Start of Task material

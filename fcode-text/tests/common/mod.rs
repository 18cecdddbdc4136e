use fcode_body::MethodBody;
use fcode_isa::Opcode;

/// Route `log` output through the test harness.
#[allow(dead_code)]
pub fn init_logs() {
    let _ = env_logger::builder().is_test(true).try_init();
}

/// Opcode plus jump targets as execution-order positions.
pub fn shape(body: &MethodBody) -> Vec<(Opcode, Vec<usize>)> {
    body.sequence()
        .iter()
        .map(|&id| {
            let insn = body.insn(id);
            let targets = insn
                .targets()
                .iter()
                .map(|t| body.position_of(*t).expect("target in order"))
                .collect();
            (insn.opcode, targets)
        })
        .collect()
}

#[allow(dead_code)]
pub fn opcodes(body: &MethodBody) -> Vec<Opcode> {
    body.sequence()
        .iter()
        .map(|&id| body.insn(id).opcode)
        .collect()
}

/// Try blocks as execution-order positions:
/// `(start, end, handlers, finally)`.
#[allow(dead_code)]
pub fn block_shape(body: &MethodBody) -> Vec<(usize, usize, Vec<usize>, Option<usize>)> {
    body.error_table
        .blocks
        .iter()
        .map(|block| {
            (
                body.position_of(block.start).expect("start in order"),
                body.position_of(block.end).expect("end in order"),
                block
                    .handlers
                    .iter()
                    .map(|(_, h)| body.position_of(*h).expect("handler in order"))
                    .collect(),
                block.finally.map(|f| body.position_of(f).expect("finally in order")),
            )
        })
        .collect()
}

End of Task material

Write out each record again, keeping every word as it is.

filename fcode-text/tests/common/mod.rs
repository 18cecdddbdc4136e
use fcode_body::MethodBody;
use fcode_isa::Opcode;

/// Route `log` output through the test harness.
#[allow(dead_code)]
pub fn init_logs() {
    let _ = env_logger::builder().is_test(true).try_init();
}

/// Opcode plus jump targets as execution-order positions.
pub fn shape(body: &MethodBody) -> Vec<(Opcode, Vec<usize>)> {
    body.sequence()
        .iter()
        .map(|&id| {
            let insn = body.insn(id);
            let targets = insn
                .targets()
                .iter()
                .map(|t| body.position_of(*t).expect("target in order"))
                .collect();
            (insn.opcode, targets)
        })
        .collect()
}

#[allow(dead_code)]
pub fn opcodes(body: &MethodBody) -> Vec<Opcode> {
    body.sequence()
        .iter()
        .map(|&id| body.insn(id).opcode)
        .collect()
}

/// Try blocks as execution-order positions:
/// `(start, end, handlers, finally)`.
#[allow(dead_code)]
pub fn block_shape(body: &MethodBody) -> Vec<(usize, usize, Vec<usize>, Option<usize>)> {
    body.error_table
        .blocks
        .iter()
        .map(|block| {
            (
                body.position_of(block.start).expect("start in order"),
                body.position_of(block.end).expect("end in order"),
                block
                    .handlers
                    .iter()
                    .map(|(_, h)| body.position_of(*h).expect("handler in order"))
                    .collect(),
                block.finally.map(|f| body.position_of(f).expect("finally in order")),
            )
        })
        .collect()
}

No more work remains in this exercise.